(About this exercise) With nothing omitted, transcribe the entries exactly as written.

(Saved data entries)
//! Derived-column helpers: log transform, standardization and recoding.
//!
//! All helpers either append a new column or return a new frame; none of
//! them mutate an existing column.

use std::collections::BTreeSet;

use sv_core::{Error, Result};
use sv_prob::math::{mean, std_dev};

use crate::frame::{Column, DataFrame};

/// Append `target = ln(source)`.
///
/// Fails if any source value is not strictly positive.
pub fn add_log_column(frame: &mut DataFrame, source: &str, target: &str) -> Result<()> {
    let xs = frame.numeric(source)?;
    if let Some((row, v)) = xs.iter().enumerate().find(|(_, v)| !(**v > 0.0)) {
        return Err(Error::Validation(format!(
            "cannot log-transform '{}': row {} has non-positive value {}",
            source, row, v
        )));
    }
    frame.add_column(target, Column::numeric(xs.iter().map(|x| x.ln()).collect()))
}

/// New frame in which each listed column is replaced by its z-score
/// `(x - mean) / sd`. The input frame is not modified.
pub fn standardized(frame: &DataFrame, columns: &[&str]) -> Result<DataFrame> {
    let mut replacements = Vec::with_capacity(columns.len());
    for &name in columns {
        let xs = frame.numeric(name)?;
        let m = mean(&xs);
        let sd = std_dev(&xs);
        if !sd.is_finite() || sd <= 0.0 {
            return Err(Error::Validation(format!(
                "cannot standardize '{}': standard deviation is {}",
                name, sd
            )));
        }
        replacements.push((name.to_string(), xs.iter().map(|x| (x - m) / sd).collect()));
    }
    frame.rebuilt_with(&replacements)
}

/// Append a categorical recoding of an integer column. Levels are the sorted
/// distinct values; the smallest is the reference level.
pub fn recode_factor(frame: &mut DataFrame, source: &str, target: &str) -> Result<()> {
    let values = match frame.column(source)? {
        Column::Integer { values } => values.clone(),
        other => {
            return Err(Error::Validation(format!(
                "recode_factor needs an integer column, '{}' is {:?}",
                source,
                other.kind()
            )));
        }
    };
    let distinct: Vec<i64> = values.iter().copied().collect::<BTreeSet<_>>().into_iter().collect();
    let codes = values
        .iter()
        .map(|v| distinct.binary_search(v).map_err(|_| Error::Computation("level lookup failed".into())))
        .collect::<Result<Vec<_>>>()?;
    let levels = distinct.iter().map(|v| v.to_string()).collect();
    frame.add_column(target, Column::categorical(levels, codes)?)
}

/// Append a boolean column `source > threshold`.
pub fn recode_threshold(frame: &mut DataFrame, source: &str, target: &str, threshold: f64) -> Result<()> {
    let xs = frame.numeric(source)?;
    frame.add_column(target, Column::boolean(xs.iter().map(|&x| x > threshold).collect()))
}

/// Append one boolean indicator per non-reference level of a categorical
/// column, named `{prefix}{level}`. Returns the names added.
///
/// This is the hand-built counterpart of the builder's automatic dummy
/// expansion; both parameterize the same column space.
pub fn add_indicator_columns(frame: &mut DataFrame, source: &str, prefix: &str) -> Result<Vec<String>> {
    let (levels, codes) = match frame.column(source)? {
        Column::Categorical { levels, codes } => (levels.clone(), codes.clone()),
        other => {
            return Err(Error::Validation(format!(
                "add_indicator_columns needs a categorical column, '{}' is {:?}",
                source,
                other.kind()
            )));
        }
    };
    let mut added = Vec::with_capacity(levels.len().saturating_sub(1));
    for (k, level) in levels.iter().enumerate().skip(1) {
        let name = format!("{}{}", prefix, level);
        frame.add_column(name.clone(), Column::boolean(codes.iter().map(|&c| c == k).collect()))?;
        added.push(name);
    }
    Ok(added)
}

(Answer box)
//! Derived-column helpers: log transform, standardization and recoding.
//!
//! All helpers either append a new column or return a new frame; none of
//! them mutate an existing column.

use std::collections::BTreeSet;

use sv_core::{Error, Result};
use sv_prob::math::{mean, std_dev};

use crate::frame::{Column, DataFrame};

/// Append `target = ln(source)`.
///
/// Fails if any source value is not strictly positive.
pub fn add_log_column(frame: &mut DataFrame, source: &str, target: &str) -> Result<()> {
    let xs = frame.numeric(source)?;
    if let Some((row, v)) = xs.iter().enumerate().find(|(_, v)| !(**v > 0.0)) {
        return Err(Error::Validation(format!(
            "cannot log-transform '{}': row {} has non-positive value {}",
            source, row, v
        )));
    }
    frame.add_column(target, Column::numeric(xs.iter().map(|x| x.ln()).collect()))
}

/// New frame in which each listed column is replaced by its z-score
/// `(x - mean) / sd`. The input frame is not modified.
pub fn standardized(frame: &DataFrame, columns: &[&str]) -> Result<DataFrame> {
    let mut replacements = Vec::with_capacity(columns.len());
    for &name in columns {
        let xs = frame.numeric(name)?;
        let m = mean(&xs);
        let sd = std_dev(&xs);
        if !sd.is_finite() || sd <= 0.0 {
            return Err(Error::Validation(format!(
                "cannot standardize '{}': standard deviation is {}",
                name, sd
            )));
        }
        replacements.push((name.to_string(), xs.iter().map(|x| (x - m) / sd).collect()));
    }
    frame.rebuilt_with(&replacements)
}

/// Append a categorical recoding of an integer column. Levels are the sorted
/// distinct values; the smallest is the reference level.
pub fn recode_factor(frame: &mut DataFrame, source: &str, target: &str) -> Result<()> {
    let values = match frame.column(source)? {
        Column::Integer { values } => values.clone(),
        other => {
            return Err(Error::Validation(format!(
                "recode_factor needs an integer column, '{}' is {:?}",
                source,
                other.kind()
            )));
        }
    };
    let distinct: Vec<i64> = values.iter().copied().collect::<BTreeSet<_>>().into_iter().collect();
    let codes = values
        .iter()
        .map(|v| distinct.binary_search(v).map_err(|_| Error::Computation("level lookup failed".into())))
        .collect::<Result<Vec<_>>>()?;
    let levels = distinct.iter().map(|v| v.to_string()).collect();
    frame.add_column(target, Column::categorical(levels, codes)?)
}

/// Append a boolean column `source > threshold`.
pub fn recode_threshold(frame: &mut DataFrame, source: &str, target: &str, threshold: f64) -> Result<()> {
    let xs = frame.numeric(source)?;
    frame.add_column(target, Column::boolean(xs.iter().map(|&x| x > threshold).collect()))
}

/// Append one boolean indicator per non-reference level of a categorical
/// column, named `{prefix}{level}`. Returns the names added.
///
/// This is the hand-built counterpart of the builder's automatic dummy
/// expansion; both parameterize the same column space.
pub fn add_indicator_columns(frame: &mut DataFrame, source: &str, prefix: &str) -> Result<Vec<String>> {
    let (levels, codes) = match frame.column(source)? {
        Column::Categorical { levels, codes } => (levels.clone(), codes.clone()),
        other => {
            return Err(Error::Validation(format!(
                "add_indicator_columns needs a categorical column, '{}' is {:?}",
                source,
                other.kind()
            )));
        }
    };
    let mut added = Vec::with_capacity(levels.len().saturating_sub(1));
    for (k, level) in levels.iter().enumerate().skip(1) {
        let name = format!("{}{}", prefix, level);
        frame.add_column(name.clone(), Column::boolean(codes.iter().map(|&c| c == k).collect()))?;
        added.push(name);
    }
    Ok(added)
}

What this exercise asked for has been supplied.